When Makhotla returned to work on 4 March 2011, he was served with a notice to attend a disciplinary enquiry. Three days later, on 7 March 2011, Makhotla tendered a notice of resignation with effect from 31 March 2011. He was informed that despite his resignation he would be disciplined. Human Resources refused to accept the resignation. Makhotla was charged for being absent from work without leave for four days without advising Toyota of his whereabouts and providing an acceptable reason. The disciplinary hearing was held on 24 March 2011 and Makhotla was dismissed on that date.
The Commission for Conciliation, Mediation and Arbitration (“CCMA”) reinstated Mr. Makhotla with back-pay of six months’ lost wages.
Toyota applied to review the arbitration award in the Labour Court (“LC”) in 2011. This application was lodged within the six weeks period required by the Labour Relations Act 66 of 1995 (“LRA”).
In 2013 Mr. Makhotla and his union, the Retail and Allied Workers Union (“RAWU”), applied to the LC to dismiss the review application because of the prolonged delay. Notably, this was approximately twenty two months after Toyota’s review application was lodged in the LC.
The LC dismissed Toyota’s application on the grounds of undue delay. Furthermore, in 2011 the LC disallowed Toyota’s application for leave to appeal to the Labour Appeal Court (“LAC”). The LAC also refused Toyota’s application for the leave to appeal.
Consequent to the above, Toyota sought leave to appeal in the Constitutional Court (“CC”) against the LC’s judgment, suggesting that the LC had erred as Toyota found it difficult to reconstruct the missing record of the arbitration proceedings.
The constitutional court
In considering the correctness of the LC decision, the CC considered the sequence of events that Toyota took from the date of the arbitration award until the launching of the dismissal application. The CC considered the purpose of the LRA, in particular:
“The LRA introduces a simple, quick, cheap and informal approach to the adjudication of disputes. This alternative process is intended to bring about the expeditious resolution of labour disputes… Any delay in resolving a labour dispute could be detrimental…”
The CC held that from the sequence of events, it was evident that in twenty two months Toyota did very little to prosecute the review. The approach to procuring a full record of the hearing was not diligent, the prosecution of the review was not expeditiously pursued and the explanation for the delays was not reasonable.
The Court further emphasised that “there comes a time in any case where a party’s disregard for procedure and delay in pursuing the matter is so extensive that they will be penalised irrespective of the merits of the case.”
The party who initiated the review application, Toyota, was obliged to take steps to reconstruct the record as soon as it became aware that there was a problem with the record, which was in February 2012. Consequently the CC refused the leave to appeal with costs.
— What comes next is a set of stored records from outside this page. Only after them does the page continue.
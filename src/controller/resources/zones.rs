//! Computes the desired availability zone layout of a cluster or node pool
//!
//! A cluster requires the union of its master, worker and node pool zones,
//! laid out over the cluster range. A node pool requires its own zones, laid
//! out over the pool range. Zones already provisioned keep their subnets,
//! new zones get a free quarter of the range.
//!
//! Subnets are discovered per cluster, so the live zones are narrowed to the
//! ones inside the range before they are compared or reused.

use super::InfraTarget;
use crate::controller::context::{AvailabilityZone, RunContext, ZoneSubnet};
use crate::controller::resource::{Resource, ResourceError};
use crate::crd::cluster::TenantCluster;
use crate::crd::node_pool::NodePool;
use crate::ipam::split::{split_availability_zones, ZoneAssignment};
use crate::store::ObjectStore;
use async_trait::async_trait;
use ipnet::Ipv4Net;
use std::collections::{BTreeMap, BTreeSet};
use std::sync::Arc;
use tracing::{debug, info};

/// True when both subnets of a live zone lie inside `range`
fn within(range: &Ipv4Net, zone: &AvailabilityZone) -> bool {
    match (zone.public.cidr, zone.private.cidr) {
        (Some(public), Some(private)) => range.contains(&public) && range.contains(&private),
        _ => false,
    }
}

/// Desired zones over `parent`, reusing the live zones inside it
///
/// `live` is narrowed to the zones inside `parent`.
fn lay_out_zones(
    parent: Ipv4Net,
    required: &BTreeSet<String>,
    live: &mut Vec<AvailabilityZone>,
) -> Result<Vec<AvailabilityZone>, ResourceError> {
    live.retain(|zone| within(&parent, zone));

    let live_zones: BTreeMap<&str, &AvailabilityZone> =
        live.iter().map(|z| (z.name.as_str(), z)).collect();
    let assignments: BTreeMap<String, ZoneAssignment> = live_zones
        .iter()
        .filter_map(|(name, zone)| match (zone.public.cidr, zone.private.cidr) {
            (Some(public), Some(private)) => {
                Some((name.to_string(), ZoneAssignment { public, private }))
            }
            _ => None,
        })
        .collect();

    let assigned = split_availability_zones(parent, required, &assignments)?;

    Ok(assigned
        .into_iter()
        .map(|(name, pair)| {
            let existing = live_zones.get(name.as_str());
            AvailabilityZone {
                public: ZoneSubnet {
                    cidr: Some(pair.public),
                    id: existing.map(|z| z.public.id.clone()).unwrap_or_default(),
                },
                private: ZoneSubnet {
                    cidr: Some(pair.private),
                    id: existing.map(|z| z.private.id.clone()).unwrap_or_default(),
                },
                route_table_ids: existing
                    .map(|z| z.route_table_ids.clone())
                    .unwrap_or_default(),
                name,
            }
        })
        .collect())
}

pub struct ZonesResource {
    node_pools: Arc<dyn ObjectStore<NodePool>>,
}

impl ZonesResource {
    pub fn new(node_pools: Arc<dyn ObjectStore<NodePool>>) -> Self {
        ZonesResource { node_pools }
    }

    async fn required_zones(
        &self,
        cluster: &TenantCluster,
    ) -> Result<BTreeSet<String>, ResourceError> {
        let mut required: BTreeSet<String> =
            cluster.availability_zone_names().into_iter().collect();

        for pool in self.node_pools.list().await? {
            if pool.spec.cluster_id == cluster.spec.cluster_id {
                required.extend(pool.spec.availability_zones.iter().cloned());
            }
        }
        Ok(required)
    }
}

#[async_trait]
impl Resource<TenantCluster> for ZonesResource {
    fn name(&self) -> &str {
        "zones"
    }

    async fn ensure_created(
        &self,
        run: &mut RunContext,
        cluster: &TenantCluster,
    ) -> Result<(), ResourceError> {
        let Some(parent) = run.context()?.status.network_cidr else {
            info!(
                cluster = %cluster.spec.cluster_id,
                "No network range allocated yet, canceling reconciliation"
            );
            run.cancel_reconciliation();
            return Ok(());
        };

        let required = self.required_zones(cluster).await?;

        let ctx = run.context_mut()?;
        let desired = lay_out_zones(parent, &required, &mut ctx.status.availability_zones)?;

        debug!(
            cluster = %cluster.spec.cluster_id,
            zones = ?desired.iter().map(|z| z.name.as_str()).collect::<Vec<_>>(),
            "Computed availability zones"
        );
        ctx.spec.availability_zones = desired;
        Ok(())
    }

    async fn ensure_deleted(
        &self,
        _run: &mut RunContext,
        _cluster: &TenantCluster,
    ) -> Result<(), ResourceError> {
        Ok(())
    }
}

/// Zones of one node pool, laid out over the pool's own range
pub struct NodePoolZonesResource;

#[async_trait]
impl Resource<NodePool> for NodePoolZonesResource {
    fn name(&self) -> &str {
        "zones"
    }

    async fn ensure_created(
        &self,
        run: &mut RunContext,
        pool: &NodePool,
    ) -> Result<(), ResourceError> {
        let Some(parent) = run.context()?.status.network_cidr else {
            info!(
                node_pool = %pool.spec.node_pool_id,
                "No network range allocated yet, canceling reconciliation"
            );
            run.cancel_reconciliation();
            return Ok(());
        };

        let required: BTreeSet<String> = pool.availability_zone_names().into_iter().collect();

        let ctx = run.context_mut()?;
        let desired = lay_out_zones(parent, &required, &mut ctx.status.availability_zones)?;

        debug!(
            node_pool = %pool.spec.node_pool_id,
            zones = ?desired.iter().map(|z| z.name.as_str()).collect::<Vec<_>>(),
            "Computed availability zones"
        );
        ctx.spec.availability_zones = desired;
        Ok(())
    }

    async fn ensure_deleted(
        &self,
        _run: &mut RunContext,
        _pool: &NodePool,
    ) -> Result<(), ResourceError> {
        Ok(())
    }
}

#[cfg(test)]
#[path = "zones_test.rs"]
mod tests;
What can be adduced from the above decision is that when exercising the remedies available within the LRA, a party must ensure that they uphold the purpose of the LRA which entails resolving disputes expeditiously. A litigant should not exercise the available remedies with the intention of prolonging proceedings or of depriving the other party of his or her right to enforce relief granted.